When people take a balloon trip from Bristol, they tend to focus initially on what can be seen in the city. This is unsurprising because Bristol has a special heritage.
The city’s long history has left a legacy of interesting buildings and tourists tend to get excited at some of the spectacular views they can obtain of the place.
However, the region around Bristol is of genuine interest too. People can appreciate the experience of a balloon trip for its exhilarating moments, but they may get additional pleasure if they identify landmarks from above. The natural scenery is also a source of wonder for many tourists when the weather turns out well.
Berkeley Castle is located north of Bristol. The structure is lived in to this day and it is the English castle which has been inhabited for the longest period of time. Viewing it from the air can be a special prelude to a visit by other means. Tours can sometimes be arranged, depending on the demand from other tourists and the specific time of year in question.
The Mendip Hills can improve the view from a balloon in the right weather conditions. If a balloon flies over them then it might be possible for its passengers to get a glimpse of Cheddar Gorge. This spectacular piece of natural landscape contains a view of a gap which must have been caused by erosion by water. However, not all the gorge currently contains a river. The gorge is situated approximately 21 miles away from Bristol.
Part of the Mendip Hills has been categorised as an Area of Outstanding Natural Beauty and this status gives them a special attractiveness. This is because any unsightly development has been restricted, much as if the area had been made into a national park.
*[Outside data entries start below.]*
use crate::types::ConsistencyLevel;

/// Level used for any operation the requested level cannot serve.
pub const CLUSTER_DEFAULT_CONSISTENCY: ConsistencyLevel = ConsistencyLevel::LocalOne;

#[derive(Debug, Clone, Copy, PartialEq, Eq)]
pub enum SessionRole {
    Read,
    Write,
}

#[derive(Debug, Clone, Copy, PartialEq, Eq)]
pub enum LevelUse {
    AsRequested,
    ClusterDefault,
}

/// How each requested level is applied to the (read, write) session pair.
///
/// ANY and EACH_QUORUM are write-only levels; SERIAL and LOCAL_SERIAL only
/// apply to reads of lightweight-transaction state.
pub const CONSISTENCY_FALLBACKS: [(ConsistencyLevel, LevelUse, LevelUse); 11] = [
    (ConsistencyLevel::Any, LevelUse::ClusterDefault, LevelUse::AsRequested),
    (ConsistencyLevel::One, LevelUse::AsRequested, LevelUse::AsRequested),
    (ConsistencyLevel::Two, LevelUse::AsRequested, LevelUse::AsRequested),
    (ConsistencyLevel::Three, LevelUse::AsRequested, LevelUse::AsRequested),
    (ConsistencyLevel::Quorum, LevelUse::AsRequested, LevelUse::AsRequested),
    (ConsistencyLevel::All, LevelUse::AsRequested, LevelUse::AsRequested),
    (ConsistencyLevel::LocalQuorum, LevelUse::AsRequested, LevelUse::AsRequested),
    (ConsistencyLevel::EachQuorum, LevelUse::ClusterDefault, LevelUse::AsRequested),
    (ConsistencyLevel::Serial, LevelUse::AsRequested, LevelUse::ClusterDefault),
    (ConsistencyLevel::LocalSerial, LevelUse::AsRequested, LevelUse::ClusterDefault),
    (ConsistencyLevel::LocalOne, LevelUse::AsRequested, LevelUse::AsRequested),
];

fn level_use(requested: ConsistencyLevel, role: SessionRole) -> LevelUse {
    CONSISTENCY_FALLBACKS
        .iter()
        .find(|(level, _, _)| *level == requested)
        .map(|(_, read, write)| match role {
            SessionRole::Read => *read,
            SessionRole::Write => *write,
        })
        .unwrap_or(LevelUse::ClusterDefault)
}

/// Named connection profile: which session it is and the level it runs at.
#[derive(Debug, Clone, Copy, PartialEq, Eq)]
pub struct ConnectionProfile {
    pub role: SessionRole,
    pub consistency: ConsistencyLevel,
}

impl ConnectionProfile {
    pub fn for_role(requested: ConsistencyLevel, role: SessionRole) -> Self {
        let consistency = match level_use(requested, role) {
            LevelUse::AsRequested => requested,
            LevelUse::ClusterDefault => CLUSTER_DEFAULT_CONSISTENCY,
        };
        Self { role, consistency }
    }

    pub fn name(&self) -> &'static str {
        match self.role {
            SessionRole::Read => "read",
            SessionRole::Write => "write",
        }
    }
}

/// The (read, write) profile pair for a requested level.
pub fn profiles_for(requested: ConsistencyLevel) -> (ConnectionProfile, ConnectionProfile) {
    (
        ConnectionProfile::for_role(requested, SessionRole::Read),
        ConnectionProfile::for_role(requested, SessionRole::Write),
    )
}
The Clifton Suspension Bridge is not far from Bristol. It may be spotted with ease from above. The visitor centre might prove more difficult to pick out from its background than the bridge. This is because Leigh Woods could obscure the building from above.
The railway in the Avon Valley is also worth identifying if the opportunity arises. It is located inland from Bristol and is at least six miles long. Bitton Station is located at the midway point between Bath and Bristol. It possesses its own seats, shop and garden, which may heighten its visibility from the vantage point of a balloon.